You should be careful when you only consider one side. In the real world everything gets more expensive including the house payments (e.g. maint is more expensive). Also you must consider that the renter is paid quite hansomly for his investments. It's like the renter was PAID for letting someone else use his money!
So let's do some math to consider the other part of the situation (the final profit to the person).
Here's my Math:
The renter pays between $19k-$34k per year in housing expenses during the 20 year period. That is an average of $26.5k per year, which is a total of $530k in expenses (wow!). i think that $34k is low (using this inflation calc, and the time period of 1980-2000 $19k=$43k which is a 20 year total of $620k in expenses).
Now the owner has been paying $28k per year without ever paying down the principle.
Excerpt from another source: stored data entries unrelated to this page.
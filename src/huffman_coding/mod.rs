//! The huffman module builds the two-layer tree and the codes used by the encoder and decoder.
//!
//! The upper layer is an ordinary Huffman tree whose leaves are contexts (bytes that start a
//! word), weighted by how many words they started. Each context owns a lower tree over the
//! patterns seen after it. Both layers are built the same way: push every leaf into a min-heap,
//! then merge the two lightest nodes until one is left.
//!
//! Ties are broken by pattern length and then by creation order, and leaves are always pushed in
//! sorted order. This makes the trees a pure function of the frequency tables, which is what
//! lets the decoder rebuild them from the header.
//!

pub mod huffman;
pub mod node;
pub mod priority_queue;
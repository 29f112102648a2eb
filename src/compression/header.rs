//! Header codec. The header carries the frequency tables the trees are built from, the
//! separator set, and the length of the original data.
//!
//! Layout (integers marked varint are unsigned LEB128):
//!
//! ```text
//! "PAH"           magic
//! u8              format version
//! varint          source length in bytes
//! varint          max pattern length used while mining
//! varint n, n*u8  separators
//! varint          context count
//! per context, ascending byte:
//!     u8          context byte
//!     varint      frequency
//!     varint      pattern count
//!     per pattern, ascending byte string:
//!         varint  length
//!         bytes   pattern
//!         varint  frequency
//! ```
//!
//! Contexts and patterns are written in sorted order, so a reader can reject duplicates by
//! checking that every key is strictly greater than the one before it.

use std::io::{self, ErrorKind, Read, Write};

use log::{debug, info};
use rustc_hash::FxHashMap;

use crate::error::{PahuffError, Result};
use crate::huffman_coding::huffman::{ContextMap, Dictionary};
use crate::huffman_coding::node::ContextNode;
use crate::tools::options::Separators;
use crate::tools::pattern_table::PatternTable;

pub const MAGIC: &[u8; 3] = b"PAH";
pub const FORMAT_VERSION: u8 = 1;
/// Longest legal varint for a u64.
const MAX_VARINT_LEN: usize = 10;

/// Append a u64 as LEB128.
pub fn put_varint(buf: &mut Vec<u8>, mut value: u64) {
    loop {
        let mut byte = (value & 0x7f) as u8;
        value >>= 7;
        if value != 0 {
            byte |= 0x80;
        }
        buf.push(byte);
        if value == 0 {
            break;
        }
    }
}

/// Read one byte, turning a short read into a header error.
fn get_u8<R: Read>(reader: &mut R) -> Result<u8> {
    let mut byte = [0_u8; 1];
    read_exact(reader, &mut byte)?;
    Ok(byte[0])
}

fn read_exact<R: Read>(reader: &mut R, buf: &mut [u8]) -> Result<()> {
    reader.read_exact(buf).map_err(|e| match e.kind() {
        ErrorKind::UnexpectedEof => PahuffError::corrupt("header ends early"),
        _ => PahuffError::Io(e),
    })
}

/// Read a LEB128 u64.
pub fn get_varint<R: Read>(reader: &mut R) -> Result<u64> {
    let mut result = 0_u64;
    for i in 0..MAX_VARINT_LEN {
        let byte = get_u8(reader)?;
        let shift = 7 * i as u32;
        let bits = (byte & 0x7f) as u64;
        if shift == 63 && bits > 1 {
            return Err(PahuffError::corrupt("varint overflows u64"));
        }
        result |= bits << shift;
        if byte & 0x80 == 0 {
            return Ok(result);
        }
    }
    Err(PahuffError::corrupt("varint too long"))
}

fn checked_total(total: u64, count: u64) -> Result<u64> {
    total
        .checked_add(count)
        .ok_or_else(|| PahuffError::corrupt("frequency total overflows"))
}

/// Serialize the dictionary's tables. Returns the header size in bytes.
pub fn write_header<W: Write>(writer: &mut W, dict: &Dictionary) -> io::Result<u64> {
    let mut buf: Vec<u8> = Vec::with_capacity(4096);
    buf.extend_from_slice(MAGIC);
    buf.push(FORMAT_VERSION);
    put_varint(&mut buf, dict.source_len());
    put_varint(&mut buf, dict.max_pattern_length() as u64);

    let seps = dict.separators().bytes();
    put_varint(&mut buf, seps.len() as u64);
    buf.extend_from_slice(&seps);

    let contexts = dict.sorted_contexts();
    put_varint(&mut buf, contexts.len() as u64);
    for ctx in contexts {
        buf.push(ctx.symbol);
        put_varint(&mut buf, ctx.frequency);
        let patterns = ctx.patterns.sorted();
        put_varint(&mut buf, patterns.len() as u64);
        for (pattern, count) in patterns {
            put_varint(&mut buf, pattern.len() as u64);
            buf.extend_from_slice(pattern);
            put_varint(&mut buf, count);
        }
    }

    writer.write_all(&buf)?;
    debug!("Header is {} bytes", buf.len());
    Ok(buf.len() as u64)
}

/// Parse a header back into an unbuilt dictionary.
pub fn read_header<R: Read>(reader: &mut R) -> Result<Dictionary> {
    let mut magic = [0_u8; 3];
    read_exact(reader, &mut magic)?;
    if &magic != MAGIC {
        return Err(PahuffError::corrupt("not a pahuff stream (bad magic)"));
    }
    let version = get_u8(reader)?;
    if version != FORMAT_VERSION {
        return Err(PahuffError::corrupt(format!(
            "unsupported format version {}",
            version
        )));
    }

    let source_len = get_varint(reader)?;
    if source_len == 0 {
        return Err(PahuffError::corrupt("source length is zero"));
    }
    let max_len = get_varint(reader)?;
    if !(1..=255).contains(&max_len) {
        return Err(PahuffError::corrupt(format!(
            "max pattern length {} out of range",
            max_len
        )));
    }
    let max_len = max_len as usize;

    let sep_count = get_varint(reader)?;
    if sep_count > 256 {
        return Err(PahuffError::corrupt("too many separators"));
    }
    let mut seps = vec![0_u8; sep_count as usize];
    read_exact(reader, &mut seps)?;

    let ctx_count = get_varint(reader)?;
    if !(1..=256).contains(&ctx_count) {
        return Err(PahuffError::corrupt(format!(
            "context count {} out of range",
            ctx_count
        )));
    }

    let mut contexts = ContextMap::default();
    let mut last_symbol: Option<u8> = None;
    // Tree weights are sums of these counts and must stay within a u64.
    let mut context_total = 0_u64;
    for _ in 0..ctx_count {
        let symbol = get_u8(reader)?;
        if last_symbol.map_or(false, |last| symbol <= last) {
            return Err(PahuffError::corrupt("contexts out of order"));
        }
        last_symbol = Some(symbol);

        let frequency = get_varint(reader)?;
        if frequency == 0 {
            return Err(PahuffError::corrupt("context with zero frequency"));
        }
        context_total = checked_total(context_total, frequency)?;

        let pattern_count = get_varint(reader)?;
        let mut entries: FxHashMap<Vec<u8>, u64> = FxHashMap::default();
        let mut last_pattern: Vec<u8> = Vec::new();
        let mut pattern_total = 0_u64;
        for _ in 0..pattern_count {
            let len = get_varint(reader)?;
            if len == 0 || len > max_len as u64 {
                return Err(PahuffError::corrupt(format!(
                    "pattern length {} out of range",
                    len
                )));
            }
            let mut pattern = vec![0_u8; len as usize];
            read_exact(reader, &mut pattern)?;
            if !entries.is_empty() && pattern <= last_pattern {
                return Err(PahuffError::corrupt("patterns out of order"));
            }
            let count = get_varint(reader)?;
            if count == 0 {
                return Err(PahuffError::corrupt("pattern with zero frequency"));
            }
            pattern_total = checked_total(pattern_total, count)?;
            last_pattern.clone_from(&pattern);
            entries.insert(pattern, count);
        }

        contexts.insert(
            symbol,
            ContextNode::with_table(
                symbol,
                frequency,
                PatternTable::from_entries(entries, max_len),
            ),
        );
    }

    info!(
        "Header read: {} contexts, {} source bytes",
        contexts.len(),
        source_len
    );
    Ok(Dictionary::new(
        contexts,
        Separators::new(&seps),
        source_len,
        max_len,
    ))
}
As coaster said the insurance is low, and i'll also ignore the fact that certain items will get more expensive (ie maint should be affected by inflation. These allowances are both in the favor of the homeowner's position. Thus you can see here that they owner will have paid $560k.
These are the cash Flow calculations. Now let's get to the investment side:
renter has $100k invested in stocks. They can also invest $1500 extra, each year ($28k-$26.5 (avg for renter)). If i assume 10% return, i find that the renter will have $760k in liquid assets in 20 years ([ur=lhttp://www.moneychimp.com/calculator/compound_interest_calculator.htm]see calc[/url]).
The owner will have a 1.6M house (this looks like a 6% growth per year on the 500k which seems optimistic for a house (correct me!)). That 1.6M still has a 400k debt on it, and the owner paid $560k in fees. Which leaves the owner with about $640k in non liquid wealth.
At this point the renter has about $760k vs $640k for the owner. Looks like the renter wins here.
Let's take a moment for one last calc:
let's say the owner doesn't only pay $28k per year for each year.
--interest will be the same: $17k after tax deduction
--taxes in CA are the same: $6.3k (total for 20yrs is $126k)
--taxes outside of CA are about 1.25% * avgHouseValue=1.25%*((1.6M+500k)/2)=$13k avg per year ($260k in 20yrs)
--insurance=$500 (leave it constant to help owner)
--maint: $660 per month= $8k per year avg maint for the 20 years (i used the same inflation calculation).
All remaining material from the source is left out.